◆ **Required action**:
Please copy every line of the data in which the string "truth" appears.

>>>

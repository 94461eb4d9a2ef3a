/*! Implements the distributive laws over formulae in [`Nnf`], bounded by a limit on the
number of literals they produce.*/
use super::{CancelToken, Nnf};
use crate::syntax::{Clause, ClauseSet, Literal};
use std::collections::BTreeSet;

/// Is returned by [`Distributor::clauses`] when distribution stops before completion.
#[derive(Clone, Copy, PartialEq, Eq, Debug)]
pub enum Interrupt {
    /// The literal limit was exceeded.
    LimitExceeded,

    /// The cancellation token was cancelled.
    Cancelled,
}

/// Computes the clauses of a formula in [`Nnf`] by applying the distributive laws.
///
/// In CNF mode, a conjunction joins the clause sets of its arguments while a disjunction
/// combines one clause of every argument in all possible ways (and dually in DNF mode).
/// Combinations containing a literal together with its complement are discarded and
/// clauses subsumed by other clauses are removed.
///
/// Every clause materialized by combining arguments adds its length to a running count of
/// literals. Distribution is interrupted as soon as the count exceeds the literal limit.
///
/// **Example**:
/// ```rust
/// # use razor_nf::syntax::{Expr, Var};
/// use razor_nf::transform::{Distributor, Interrupt, ToNnf};
///
/// let a: Expr = Var::from("a").into();
/// let b: Expr = Var::from("b").into();
/// let c: Expr = Var::from("c").into();
/// let formula = a.and(b).or(c).nnf().unwrap();
///
/// let clauses = Distributor::cnf(None, None).clauses(&formula).unwrap();
/// assert_eq!("{[a, c], [b, c]}", format!("{:?}", clauses));
///
/// let result = Distributor::cnf(Some(3), None).clauses(&formula);
/// assert_eq!(Err(Interrupt::LimitExceeded), result.map(|_| ()));
/// ```
pub struct Distributor<'t> {
    conjunctive: bool,
    limit: Option<usize>,
    cancel: Option<&'t CancelToken>,
    literals: usize,
}

impl<'t> Distributor<'t> {
    /// Returns a distributor that computes CNF clauses.
    pub fn cnf(limit: Option<usize>, cancel: Option<&'t CancelToken>) -> Self {
        Self {
            conjunctive: true,
            limit,
            cancel,
            literals: 0,
        }
    }

    /// Returns a distributor that computes DNF clauses.
    pub fn dnf(limit: Option<usize>, cancel: Option<&'t CancelToken>) -> Self {
        Self {
            conjunctive: false,
            ..Self::cnf(limit, cancel)
        }
    }

    /// Returns the clauses of `formula`. The literal count starts from zero on every call.
    pub fn clauses(&mut self, formula: &Nnf) -> Result<ClauseSet, Interrupt> {
        self.literals = 0;
        self.expand(formula)
    }

    /// Returns the number of literals counted against the limit by the last call to
    /// [`Distributor::clauses`].
    pub fn literals(&self) -> usize {
        self.literals
    }

    fn poll(&self) -> Result<(), Interrupt> {
        match self.cancel {
            Some(token) if token.is_cancelled() => Err(Interrupt::Cancelled),
            _ => Ok(()),
        }
    }

    fn expand(&mut self, formula: &Nnf) -> Result<ClauseSet, Interrupt> {
        enum Step<'f> {
            Enter(&'f Nnf),
            Exit(&'f [Nnf], bool),
        }

        // ⊤ is the empty conjunction of clauses in CNF and the empty clause in DNF.
        let (truth, falsehood) = if self.conjunctive {
            (ClauseSet::new(), ClauseSet::from(Clause::default()))
        } else {
            (ClauseSet::from(Clause::default()), ClauseSet::new())
        };

        let mut steps = vec![Step::Enter(formula)];
        let mut results: Vec<ClauseSet> = Vec::new();

        while let Some(step) = steps.pop() {
            match step {
                Step::Enter(node) => {
                    self.poll()?;
                    let (args, joined) = match node {
                        Nnf::Top => {
                            results.push(truth.clone());
                            continue;
                        }
                        Nnf::Bottom => {
                            results.push(falsehood.clone());
                            continue;
                        }
                        Nnf::Literal(this) => {
                            results.push(Clause::from(this.clone()).into());
                            continue;
                        }
                        Nnf::And(this) => (this.args(), self.conjunctive),
                        Nnf::Or(this) => (this.args(), !self.conjunctive),
                    };
                    steps.push(Step::Exit(args, joined));
                    steps.extend(args.iter().rev().map(Step::Enter));
                }
                Step::Exit(args, joined) => {
                    let operands = results.split_off(results.len() - args.len());
                    let clauses = if joined {
                        Self::join(operands)
                    } else {
                        self.combine(operands)?
                    };
                    results.push(clauses);
                }
            }
        }

        Ok(results.pop().unwrap_or(truth))
    }

    fn join(operands: Vec<ClauseSet>) -> ClauseSet {
        let mut result = ClauseSet::new();
        for clauses in operands {
            result.extend(clauses);
        }
        result.remove_subsumed();
        result
    }

    fn combine(&mut self, mut operands: Vec<ClauseSet>) -> Result<ClauseSet, Interrupt> {
        operands.sort_by_key(|clauses| clauses.len());

        let mut result = ClauseSet::new();
        self.product(&operands, &mut BTreeSet::new(), &mut result)?;
        result.remove_subsumed();
        Ok(result)
    }

    // Extends `chosen` with a clause of every operand in turn and emits the union.
    fn product(
        &mut self,
        operands: &[ClauseSet],
        chosen: &mut BTreeSet<Literal>,
        result: &mut ClauseSet,
    ) -> Result<(), Interrupt> {
        let (first, rest) = match operands.split_first() {
            Some(split) => split,
            None => return self.emit(chosen.iter().cloned().collect(), result),
        };
        self.poll()?;

        for clause in first.iter() {
            if clause.iter().any(|l| chosen.contains(&l.complement())) {
                continue;
            }
            let added = clause
                .iter()
                .filter(|l| !chosen.contains(*l))
                .cloned()
                .collect::<Vec<_>>();
            chosen.extend(added.iter().cloned());
            let outcome = self.product(rest, chosen, result);
            for literal in &added {
                chosen.remove(literal);
            }
            outcome?;
        }
        Ok(())
    }

    fn emit(&mut self, clause: Clause, result: &mut ClauseSet) -> Result<(), Interrupt> {
        let length = clause.len();
        if result.insert(clause) {
            self.literals += length;
            if let Some(limit) = self.limit {
                if self.literals > limit {
                    return Err(Interrupt::LimitExceeded);
                }
            }
        }
        Ok(())
    }
}

#[cfg(test)]
mod tests {
    use super::*;
    use crate::{
        assert_debug_string, clause, lit,
        syntax::{And, Or},
    };

    fn and(args: Vec<Nnf>) -> Nnf {
        And::new(args).into()
    }

    fn or(args: Vec<Nnf>) -> Nnf {
        Or::new(args).into()
    }

    fn literal(literal: Literal) -> Nnf {
        literal.into()
    }

    fn cnf(formula: &Nnf) -> ClauseSet {
        Distributor::cnf(None, None).clauses(formula).unwrap()
    }

    fn dnf(formula: &Nnf) -> ClauseSet {
        Distributor::dnf(None, None).clauses(formula).unwrap()
    }

    #[test]
    fn test_constants() {
        assert_debug_string!("{}", cnf(&Nnf::Top));
        assert_debug_string!("{[]}", cnf(&Nnf::Bottom));
        assert_debug_string!("{[]}", dnf(&Nnf::Top));
        assert_debug_string!("{}", dnf(&Nnf::Bottom));
    }

    #[test]
    fn test_cnf_clauses() {
        assert_debug_string!("{[a]}", cnf(&literal(lit!(a))));
        assert_debug_string!("{[a], [~b]}", cnf(&and(vec![literal(lit!(a)), literal(lit!(~b))])));
        assert_debug_string!("{[a, ~b]}", cnf(&or(vec![literal(lit!(~b)), literal(lit!(a))])));
        assert_debug_string!(
            "{[a, c], [a, d], [b, c], [b, d]}",
            cnf(&or(vec![
                and(vec![literal(lit!(a)), literal(lit!(b))]),
                and(vec![literal(lit!(c)), literal(lit!(d))]),
            ]))
        );
        assert_debug_string!(
            "{[a, c], [b, c]}",
            cnf(&or(vec![
                and(vec![literal(lit!(a)), literal(lit!(b))]),
                literal(lit!(c)),
            ]))
        );
    }

    #[test]
    fn test_dnf_clauses() {
        assert_debug_string!("{[a], [~b]}", dnf(&or(vec![literal(lit!(a)), literal(lit!(~b))])));
        assert_debug_string!(
            "{[a, c], [a, d], [b, c], [b, d]}",
            dnf(&and(vec![
                or(vec![literal(lit!(a)), literal(lit!(b))]),
                or(vec![literal(lit!(c)), literal(lit!(d))]),
            ]))
        );
    }

    #[test]
    fn test_complementary_combinations() {
        // (a ∧ b) ∨ ¬a ≡ b ∨ ¬a
        let formula = or(vec![and(vec![literal(lit!(a)), literal(lit!(b))]), literal(lit!(~a))]);
        assert_eq!(ClauseSet::from(clause![b, ~a]), cnf(&formula));

        // (a ∨ b) ∧ ¬a ≡ b ∧ ¬a
        let formula = and(vec![or(vec![literal(lit!(a)), literal(lit!(b))]), literal(lit!(~a))]);
        assert_eq!(ClauseSet::from(clause![b, ~a]), dnf(&formula));

        // a ∨ ¬a
        let formula = or(vec![literal(lit!(a)), literal(lit!(~a))]);
        assert_debug_string!("{}", cnf(&formula));
    }

    #[test]
    fn test_subsumption() {
        // (a ∨ b) ∧ a
        let formula = and(vec![or(vec![literal(lit!(a)), literal(lit!(b))]), literal(lit!(a))]);
        assert_debug_string!("{[a]}", cnf(&formula));

        // (a ∧ b) ∨ (a ∧ c) ∨ a
        let formula = or(vec![
            and(vec![literal(lit!(a)), literal(lit!(b))]),
            and(vec![literal(lit!(a)), literal(lit!(c))]),
            literal(lit!(a)),
        ]);
        assert_debug_string!("{[a]}", cnf(&formula));
    }

    #[test]
    fn test_literal_limit() {
        let formula = or(vec![
            and(vec![literal(lit!(a)), literal(lit!(b))]),
            and(vec![literal(lit!(c)), literal(lit!(d))]),
        ]);

        let mut distributor = Distributor::cnf(Some(8), None);
        assert_eq!(4, distributor.clauses(&formula).unwrap().len());
        assert_eq!(8, distributor.literals());

        let mut distributor = Distributor::cnf(Some(7), None);
        assert_eq!(
            Err(Interrupt::LimitExceeded),
            distributor.clauses(&formula).map(|_| ())
        );

        let mut distributor = Distributor::cnf(Some(0), None);
        let formula = and(vec![literal(lit!(a)), literal(lit!(b))]);
        assert_eq!(2, distributor.clauses(&formula).unwrap().len());
        assert_eq!(0, distributor.literals());
    }

    #[test]
    fn test_cancel() {
        let token = CancelToken::new();
        token.cancel();
        let mut distributor = Distributor::cnf(None, Some(&token));
        assert_eq!(
            Err(Interrupt::Cancelled),
            distributor.clauses(&literal(lit!(a))).map(|_| ())
        );
    }

    #[test]
    fn test_deep_formula() {
        let mut formula = literal(lit!(a));
        for i in 0..1000 {
            formula = if i % 2 == 0 {
                and(vec![formula, literal(lit!(b))])
            } else {
                or(vec![formula, literal(lit!(c))])
            };
        }
        let expected: ClauseSet = vec![clause![a, c], clause![b, c]].into_iter().collect();
        assert!(cnf(&formula).same_clauses(&expected));
    }
}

<<<

◆ **Task solution**:
        let (truth, falsehood) = if self.conjunctive {
                            results.push(truth.clone());
        Ok(results.pop().unwrap_or(truth))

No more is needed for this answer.